§ **TASK DIRECTIONS**
Search the entries for the word "Spawn". Copy each line in which it is found.

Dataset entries
++++++++++

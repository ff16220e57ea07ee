//! Per-package build pipeline.
//!
//! One [`BuildOrchestrator::run`] takes a single package through
//! fetch, extract, configure, compile, install and cleanup, strictly in that
//! order. Every command runs with an explicit working directory and writes
//! into the package's `build.log`:
//!
//! ```text
//! <build>/<name>/
//! ├── <name>-<version>.dl     fetch
//! ├── <name>-<version>/       extract (removed and recreated every run)
//! ├── build-XXXXXX/           configure + compile with out_of_tree
//! └── build.log
//! ```
//!
//! The first failing stage aborts the run. Nothing already installed is
//! rolled back.

use std::fmt;
use std::fs;
use std::io;
use std::path::PathBuf;

use thiserror::Error;
use tokio::runtime::RuntimeFlavor;
use tracing::{debug, info, warn};

use foopkg_schema::{PackageName, PackageSpec, SpecError, Version, release_id};

use crate::io::download::DownloadError;
use crate::io::extract::ExtractError;
use crate::io::{Downloader, FetchRequest, Unpacker};
use crate::lock::{LockError, PackageLock};
use crate::paths::BuildPaths;
use crate::process::{BuildLog, Invocation, ProcessRunner, describe_exit};
use crate::Reporter;

/// Leading path components dropped from every archive member.
const STRIP_COMPONENTS: usize = 1;

/// A step of the pipeline.
#[derive(Debug, Clone, Copy, PartialEq, Eq, Hash)]
pub enum Stage {
    Fetch,
    Extract,
    Configure,
    Compile,
    Install,
    Cleanup,
}

impl Stage {
    pub fn as_str(self) -> &'static str {
        match self {
            Self::Fetch => "fetch",
            Self::Extract => "extract",
            Self::Configure => "configure",
            Self::Compile => "compile",
            Self::Install => "install",
            Self::Cleanup => "cleanup",
        }
    }
}

impl fmt::Display for Stage {
    fn fmt(&self, f: &mut fmt::Formatter<'_>) -> fmt::Result {
        f.write_str(self.as_str())
    }
}

/// Where a package is in its pipeline.
///
/// `Pending → Fetching → Extracting → Configuring → Compiling → Installing
/// → Done`; any state may move to the terminal `Failed`. `Installing` is
/// skipped when the install stage is.
#[derive(Debug, Clone, Copy, PartialEq, Eq)]
pub enum BuildState {
    Pending,
    Fetching,
    Extracting,
    Configuring,
    Compiling,
    Installing,
    Done,
    /// The given stage failed. Terminal.
    Failed(Stage),
}

impl BuildState {
    pub fn is_terminal(self) -> bool {
        matches!(self, Self::Done | Self::Failed(_))
    }
}

impl fmt::Display for BuildState {
    fn fmt(&self, f: &mut fmt::Formatter<'_>) -> fmt::Result {
        match self {
            Self::Pending => f.write_str("pending"),
            Self::Fetching => f.write_str("fetching"),
            Self::Extracting => f.write_str("extracting"),
            Self::Configuring => f.write_str("configuring"),
            Self::Compiling => f.write_str("compiling"),
            Self::Installing => f.write_str("installing"),
            Self::Done => f.write_str("done"),
            Self::Failed(stage) => write!(f, "failed ({stage})"),
        }
    }
}

/// Per-invocation switches that change what the pipeline does.
#[derive(Debug, Clone, Copy, Default, PartialEq, Eq)]
pub struct RunFlags {
    /// Build everything but skip the install stage.
    pub dry_run: bool,
    /// Fetch the archive even if it is already present.
    pub redownload: bool,
}

/// External tools the pipeline drives.
#[derive(Debug, Clone, PartialEq, Eq)]
pub struct Toolchain {
    pub make: PathBuf,
    pub porg: PathBuf,
    /// Value passed as `--jobs=<n>` to the build tool.
    pub jobs: usize,
}

#[derive(Error, Debug)]
pub enum BuildError {
    #[error(transparent)]
    Spec(#[from] SpecError),

    #[error(transparent)]
    Locked(#[from] LockError),

    #[error("failed to open build log {path}: {source}")]
    Log { path: PathBuf, source: io::Error },

    #[error("{stage} stage failed with {}; see {}", describe_exit(.code.as_ref().copied()), .log.display())]
    ProcessFailure {
        stage: Stage,
        code: Option<i32>,
        log: PathBuf,
    },

    #[error("{stage} stage could not start {}: {source}", .program.display())]
    Spawn {
        stage: Stage,
        program: PathBuf,
        source: io::Error,
    },

    #[error("fetch stage failed for {package}: {source}")]
    Download {
        package: PackageName,
        source: DownloadError,
    },

    #[error("extract stage failed for {package}: {source}")]
    Extract {
        package: PackageName,
        source: ExtractError,
    },

    #[error("{stage} stage: {source}")]
    Io { stage: Stage, source: io::Error },
}

impl BuildError {
    /// The stage the error happened in, if the pipeline had started.
    pub fn stage(&self) -> Option<Stage> {
        match self {
            Self::Spec(_) | Self::Locked(_) | Self::Log { .. } => None,
            Self::ProcessFailure { stage, .. } | Self::Spawn { stage, .. } | Self::Io { stage, .. } => {
                Some(*stage)
            }
            Self::Download { .. } => Some(Stage::Fetch),
            Self::Extract { .. } => Some(Stage::Extract),
        }
    }
}

fn io_at(stage: Stage) -> impl FnOnce(io::Error) -> BuildError {
    move |source| BuildError::Io { stage, source }
}

fn header(log: &mut BuildLog, stage: Stage, detail: &str) -> Result<(), BuildError> {
    log.note(&format!("==> {stage}: {detail}")).map_err(io_at(stage))
}

/// Run blocking work (child processes, extraction) so that other tasks keep
/// running on a multi-threaded runtime. Anywhere else it simply runs inline.
fn blocking<T>(work: impl FnOnce() -> T) -> T {
    match tokio::runtime::Handle::try_current() {
        Ok(handle) if handle.runtime_flavor() == RuntimeFlavor::MultiThread => {
            tokio::task::block_in_place(work)
        }
        _ => work(),
    }
}

/// Runs the pipeline for one package at a time.
pub struct BuildOrchestrator<'a> {
    paths: &'a BuildPaths,
    toolchain: &'a Toolchain,
    downloader: &'a dyn Downloader,
    unpacker: &'a dyn Unpacker,
    runner: &'a dyn ProcessRunner,
    reporter: &'a dyn Reporter,
    flags: RunFlags,
}

impl fmt::Debug for BuildOrchestrator<'_> {
    fn fmt(&self, f: &mut fmt::Formatter<'_>) -> fmt::Result {
        f.debug_struct("BuildOrchestrator")
            .field("paths", &self.paths)
            .field("toolchain", &self.toolchain)
            .field("flags", &self.flags)
            .finish_non_exhaustive()
    }
}
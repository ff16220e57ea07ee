pub mod builder;
pub mod config;
pub mod gate;
pub mod io;
pub mod lock;
pub mod paths;
pub mod privilege;
pub mod process;
pub mod records;
pub mod resolver;
pub mod rules;

pub mod reporter;

pub use builder::{BuildError, BuildOrchestrator, BuildState, RunFlags, Stage, Toolchain};
pub use config::Config;
pub use gate::{Confirm, GateDecision, InstallationGate};
pub use paths::BuildPaths;
pub use records::{InstallRecordStore, InstalledRecord, PorgLedger};
pub use reporter::{NullReporter, Reporter};
pub use rules::RuleStore;

/// User Agent string for source downloads
pub const USER_AGENT: &str = concat!("foopkg/", env!("CARGO_PKG_VERSION"));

++++++++++

§ **OUTPUT OF THE TASK**
    Spawn {
            Self::ProcessFailure { stage, .. } | Self::Spawn { stage, .. } | Self::Io { stage, .. } => {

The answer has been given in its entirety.